Usually I recommend starting with simple programs like:
- Games – Tic-Tac-Toe, Snakes and Ladders, or any other board game.
- Utility Programs – Convert Roman Numerals to Decimals, Diff 2 files, IP to Country Mapping, etc
Once they practiced enough with simple programs, then they would take some large design problems from DesignFest and try to TDD them. The beauty of these problems is, they are quite big, can take up-to a week to finish it completely. Now we are talking something semi-real world, where
- We have limited time to solve/program a complex problem, which needs to be simplified.
- Try to find a relevant System Metaphor that can help you visualize the design
- Do a quick and dirty, low-fi Interaction Design to understand how the user will use this
- Identify and prioritize the crux/essence of the problem, figure out what is the most important, what will give us fastest feedback
- Further thin-slice the identified piece of functionality and
- Then try TDDing it.
This truly helped them get better at:
- Evolutionary Design
- System Metaphor
- Low Fidelity Interaction Design
- Thin Slicing
- Exploratory Testing
- Divide and Conquer – Simplify large problems by breaking them down
- Eliminating Accidental and (to some extent) Essential complexity (Embrace Simplicity)
4. Code Smells Poster: Created a big poster with all the code smells listed on it. Paste the poster in their team area. Every time anyone from the team found a code smell in their project, that person gets up and adds a dot next to the code smell. This makes everyone more sensitive to these smells and increases awareness by making things visible. (Simple game mechanics.)
5. Refactoring Fest: Picked one of the pungent code smell from their code, and organized a RefactoringFest. Meet as a group (once a month.) Developers pair with each other and everyone tries to refactor the same code on their project to eliminate the specific code smell. [Make it clear that the code will not be checked-in after refactoring. Its a learning exercise and we need a safe environment where people don’t fear touching code. Also if you need some real world code snippets to try refactoring, check out my refactoring teasers.]
6. Blog/Diary: Started writing a blog/diary to capture their learnings and list of issue that got in their way of applying TDD on their project. Writing things down really helped them internalize their learning. [Many times when I’m stuck with a problem, I start writing things down, and the answer becomes obvious to me.]
7. Form a Book Club: As a group, they picked any TDD related book of their choice. Then they decided on a chapter and met over lunch once every week. Everyone came to the meeting after having read that chapter. They used the meeting time to highlight the key-takeaways, debate on the subject and if possible demonstrate it via code.

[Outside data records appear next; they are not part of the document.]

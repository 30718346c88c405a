//! Change — the universal fan-out message between canvas sessions.
//!
//! ARCHITECTURE
//! ============
//! Every write a backend accepts is re-broadcast to all subscribers as a
//! `ChangeEvent`. Sessions never talk to each other directly; the change
//! feed is the only cross-session ordering mechanism.
//!
//! DESIGN
//! ======
//! - `origin` is the writing session's client id, so a session can tell its
//!   own echoed writes from genuinely remote ones.
//! - `seq` is assigned by the backend and is monotonic per backend. It
//!   reflects arrival order only; conflict resolution uses the client stamp
//!   carried inside each shape record instead.

use std::time::{SystemTime, UNIX_EPOCH};

use serde::{Deserialize, Serialize};
use uuid::Uuid;

use crate::lock::Lease;
use crate::presence::PresenceEntry;
use crate::scale::ScaleLine;
use crate::shape::{Layer, LayerId, Shape, ShapeId, UserId};

/// Identifies one open session against a backend.
pub type ClientId = String;

// =============================================================================
// TYPES
// =============================================================================

/// Persistent collections a change can touch.
#[derive(Debug, Clone, Copy, PartialEq, Eq, Hash, Serialize, Deserialize)]
#[serde(rename_all = "lowercase")]
pub enum Collection {
    Shapes,
    Layers,
    Locks,
    Scale,
    Presence,
}

/// Payload of a change event. Shape writes carry full records, never field
/// diffs, so receivers can merge at shape granularity.
#[derive(Debug, Clone, PartialEq, Serialize, Deserialize)]
#[serde(tag = "op", rename_all = "snake_case")]
pub enum Change {
    ShapesUpserted { shapes: Vec<Shape> },
    ShapesDeleted { ids: Vec<ShapeId>, deleted_at: i64 },
    LayerUpserted { layer: Layer },
    LayerDeleted { id: LayerId },
    LockChanged { shape_id: ShapeId, lease: Option<Lease> },
    ScaleChanged { line: Option<ScaleLine> },
    PresenceChanged { entry: PresenceEntry },
    PresenceLeft { user_id: UserId, view: String },
}

impl Change {
    #[must_use]
    pub fn collection(&self) -> Collection {
        match self {
            Self::ShapesUpserted { .. } | Self::ShapesDeleted { .. } => Collection::Shapes,
            Self::LayerUpserted { .. } | Self::LayerDeleted { .. } => Collection::Layers,
            Self::LockChanged { .. } => Collection::Locks,
            Self::ScaleChanged { .. } => Collection::Scale,
            Self::PresenceChanged { .. } | Self::PresenceLeft { .. } => Collection::Presence,
        }
    }
}

/// Envelope delivered on the change feed.
#[derive(Debug, Clone, PartialEq, Serialize, Deserialize)]
pub struct ChangeEvent {
    pub id: Uuid,
    /// Backend arrival order.
    pub seq: u64,
    /// Milliseconds since Unix epoch. Set automatically at construction.
    pub ts: i64,
    pub origin: ClientId,
    pub change: Change,
}

impl ChangeEvent {
    #[must_use]
    pub fn new(origin: impl Into<ClientId>, seq: u64, change: Change) -> Self {
        Self { id: Uuid::new_v4(), seq, ts: now_ms(), origin: origin.into(), change }
    }

    /// True when this event is the echo of a write made by `client_id`.
    #[must_use]
    pub fn is_echo_for(&self, client_id: &str) -> bool {
        self.origin == client_id
    }

    #[must_use]
    pub fn collection(&self) -> Collection {
        self.change.collection()
    }
}

// =============================================================================
// ERROR CODES
// =============================================================================

/// Grepable error code and retryable flag for structured error reporting.
pub trait ErrorCode: std::fmt::Display {
    fn error_code(&self) -> &'static str;

    fn retryable(&self) -> bool {
        false
    }
}

// =============================================================================
// CLOCK
// =============================================================================

/// Current time as milliseconds since Unix epoch.
#[must_use]
pub fn now_ms() -> i64 {
    let Ok(dur) = SystemTime::now().duration_since(UNIX_EPOCH) else {
        return 0;
    };
    i64::try_from(dur.as_millis()).unwrap_or(0)
}

#[cfg(test)]
#[path = "change_test.rs"]
mod tests;
//! Shape store — one session's in-memory view of the canvas.
//!
//! DESIGN
//! ======
//! Local mutations apply immediately and return their effect (the changed
//! shapes, or the removed ids) so the caller can hand it to the sync bridge.
//! Operations on unknown ids are no-ops with an empty effect: a remote
//! delete racing a local move must never crash the session.
//!
//! CONFLICT RESOLUTION
//! ===================
//! Remote records merge at shape granularity, last-writer-wins on the
//! client-stamped `client_updated_at`: the incoming record replaces the
//! local one unless the local stamp is strictly greater. Deletes leave a
//! tombstone carrying the delete's client stamp, so a late upsert that is
//! not newer than the delete cannot resurrect the shape. Tombstones are
//! bounded; past the limit the oldest are evicted first.
//!
//! A shape can be marked as yielding to remote state after its lease was
//! denied or lost. Its local record carries stamps from frames that were
//! never written, so the next remote record for it is applied regardless
//! of stamps. Any later local edit clears the mark.
//!
//! Measurements are derived on every read from the current scale line and
//! never cached.

use std::collections::{HashMap, HashSet};

use tracing::debug;

use crate::change::now_ms;
use crate::config::DEFAULT_DUPLICATE_OFFSET;
use crate::scale::{Measurement, ScaleLine};
use crate::shape::{Layer, LayerId, Shape, ShapeId, UserId, new_id};

/// Default bound on tombstones kept per store or hub.
pub const MAX_TOMBSTONES: usize = 10_000;

// =============================================================================
// TYPES
// =============================================================================

/// Effect of a local delete.
#[derive(Debug, Clone, PartialEq, Eq, Default)]
pub struct Removal {
    pub ids: Vec<ShapeId>,
    /// Client stamp recorded on the tombstones.
    pub deleted_at: i64,
}

impl Removal {
    #[must_use]
    pub fn is_empty(&self) -> bool {
        self.ids.is_empty()
    }
}

/// Full durable state, as loaded for reconciliation.
#[derive(Debug, Clone, PartialEq, Default)]
pub struct Snapshot {
    pub shapes: Vec<Shape>,
    pub layers: Vec<Layer>,
    pub scale_line: Option<ScaleLine>,
}

/// Local writes not yet acknowledged by the backend. Reconciliation keeps
/// these rather than letting the durable snapshot erase them.
#[derive(Debug, Clone, PartialEq, Eq, Default)]
pub struct Unpublished {
    pub shapes: HashSet<ShapeId>,
    pub layers: HashSet<LayerId>,
    pub scale: bool,
}

/// What a full reconciliation changed.
#[derive(Debug, Clone, Copy, PartialEq, Eq, Default)]
pub struct ReconcileReport {
    /// Remote records that replaced or added local ones.
    pub applied: usize,
    /// Local shapes dropped because the durable store no longer has them.
    pub removed: usize,
    /// Local shapes kept because their writes are still in flight.
    pub kept_local: usize,
}

// =============================================================================
// STORE
// =============================================================================

/// In-memory canvas state for one session.
pub struct ShapeStore {
    user_id: UserId,
    shapes: HashMap<ShapeId, Shape>,
    layers: HashMap<LayerId, Layer>,
    selection: HashSet<ShapeId>,
    scale_line: Option<ScaleLine>,
    tombstones: HashMap<ShapeId, i64>,
    max_tombstones: usize,
    /// Shapes whose next remote record wins regardless of stamps.
    yielded: HashSet<ShapeId>,
    duplicate_offset: f64,
    last_stamp: i64,
}
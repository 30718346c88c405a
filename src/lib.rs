//! Shared-state synchronization core for the collaborative takeoff canvas.
//!
//! Many users create, move, resize and annotate shapes on one drawing
//! surface. Each open canvas gets a [`session::CanvasSession`] that owns the
//! local [`store::ShapeStore`], leases shapes through the
//! [`lock::LockManager`], and mirrors every edit to a durable
//! [`backend::Backend`] through the [`sync::SyncBridge`].
//!
//! ## Module layout
//!
//! | Module | Role |
//! |--------|------|
//! | [`scale`] | Pixel → real-world conversions from a calibration line |
//! | [`throttle`] | Leading, coalescing and adaptive rate limiters |
//! | [`shape`] | Shape and layer records |
//! | [`store`] | In-memory canvas state with last-writer-wins merge |
//! | [`change`] | Change-feed envelope shared by every backend |
//! | [`backend`] | Async seam to the persistent collections |
//! | [`memory`] | In-process backend with broadcast fan-out |
//! | [`lock`] | Per-shape leases |
//! | [`sync`] | Outbound publish worker, inbound feed, reconciliation |
//! | [`presence`] | Advisory "who is here" roster |
//! | [`session`] | Per-canvas composition of all of the above |
//! | [`config`] | Tunables loaded from the environment |

pub mod backend;
pub mod change;
pub mod config;
pub mod lock;
pub mod memory;
pub mod presence;
pub mod scale;
pub mod session;
pub mod shape;
pub mod store;
pub mod sync;
pub mod throttle;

8. Hands-on Geek-Conference: They participated in a geek conference like Code Retreat, CITCon or Simple Design and Test Conference where they got to meet other practitioners and experts. Got an opportunity to pair with them and learn from their experience plus share your own experience. [Stop wasting your time on stupid marketing conferences.]
9. Teach: They taught a course on Unit Testing or Design Principles at an induction program for new employees or at a local user group. [Teaching is the best way of learning.]
Deliberately practicing this way for a few years to really appreciate the depth and benefit of TDD.